What to produce ::
Scan the entries below for the word "Clone". Copy out every line in which it occurs.
[The records — start]
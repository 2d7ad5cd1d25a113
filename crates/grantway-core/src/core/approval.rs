// crates/grantway-core/src/core/approval.rs
// ============================================================================
// Module: Grantway Approval Records
// Description: Runtime record of one policy step's resolution for one appeal.
// Purpose: Track per-step status through the approval state machine.
// Dependencies: serde
// ============================================================================

//! ## Overview
//! Each appeal carries one approval per policy step, in step order, linked by
//! positional index. Statuses move `pending -> {approved | rejected}` and
//! `blocked -> {pending | skipped}`; `skipped` and the two decisions are
//! sinks. The transitions here are mechanical; eligibility and expression
//! evaluation live in the runtime engine.

// ============================================================================
// SECTION: Imports
// ============================================================================

use serde::Deserialize;
use serde::Serialize;

// ============================================================================
// SECTION: Approval Status
// ============================================================================

/// Status of a single approval record.
///
/// # Invariants
/// - Variants are stable for serialization and contract matching.
#[derive(Debug, Clone, Copy, Default, PartialEq, Eq, Serialize, Deserialize)]
#[serde(rename_all = "snake_case")]
pub enum ApprovalStatus {
    /// Awaiting resolution (eligible for evaluation or a human decision).
    #[default]
    Pending,
    /// Waiting on unresolved dependency steps.
    Blocked,
    /// Bypassed by a false `when` gate or an allowed failure.
    Skipped,
    /// Decided positively.
    Approved,
    /// Decided negatively; terminal for the whole appeal.
    Rejected,
}

impl ApprovalStatus {
    /// Returns true when the status counts as resolved for dependents.
    #[must_use]
    pub const fn is_resolved(self) -> bool {
        matches!(self, Self::Approved | Self::Skipped)
    }

    /// Returns true when no further transition is possible.
    #[must_use]
    pub const fn is_terminal(self) -> bool {
        matches!(self, Self::Approved | Self::Rejected | Self::Skipped)
    }

    /// Returns the stable wire label for the status.
    #[must_use]
    pub const fn as_str(self) -> &'static str {
        match self {
            Self::Pending => "pending",
            Self::Blocked => "blocked",
            Self::Skipped => "skipped",
            Self::Approved => "approved",
            Self::Rejected => "rejected",
        }
    }
}

// ============================================================================
// SECTION: Approval
// ============================================================================

/// Runtime record of one step's resolution for one appeal.
///
/// # Invariants
/// - `index` equals the record's position in the appeal's approvals array and
///   the corresponding step's position in the policy.
/// - `approvers` is the resolved email list for manual steps, empty for auto.
/// - `actor` is set only by an external approval action.
#[derive(Debug, Clone, Default, PartialEq, Serialize, Deserialize)]
pub struct Approval {
    /// Step name this record resolves.
    pub name: String,
    /// Positional index matching the policy step order.
    pub index: usize,
    /// Current status.
    pub status: ApprovalStatus,
    /// Resolved approver emails for manual steps.
    #[serde(default)]
    pub approvers: Vec<String>,
    /// Identity that decided the approval, when decided by a human.
    #[serde(default)]
    pub actor: Option<String>,
    /// Rejection reason (auto-reject static text or manual free text).
    #[serde(default)]
    pub reason: Option<String>,
}

impl Approval {
    /// Returns true when this approval awaits a human decision.
    #[must_use]
    pub fn is_manual(&self) -> bool {
        !self.approvers.is_empty()
    }

    /// Marks the approval approved.
    pub fn approve(&mut self) {
        self.status = ApprovalStatus::Approved;
    }

    /// Marks the approval rejected.
    pub fn reject(&mut self) {
        self.status = ApprovalStatus::Rejected;
    }

    /// Marks the approval skipped.
    pub fn skip(&mut self) {
        self.status = ApprovalStatus::Skipped;
    }
}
[The records — finish]
Answer to this problem ::
#[derive(Debug, Clone, Copy, Default, PartialEq, Eq, Serialize, Deserialize)]
#[derive(Debug, Clone, Default, PartialEq, Serialize, Deserialize)]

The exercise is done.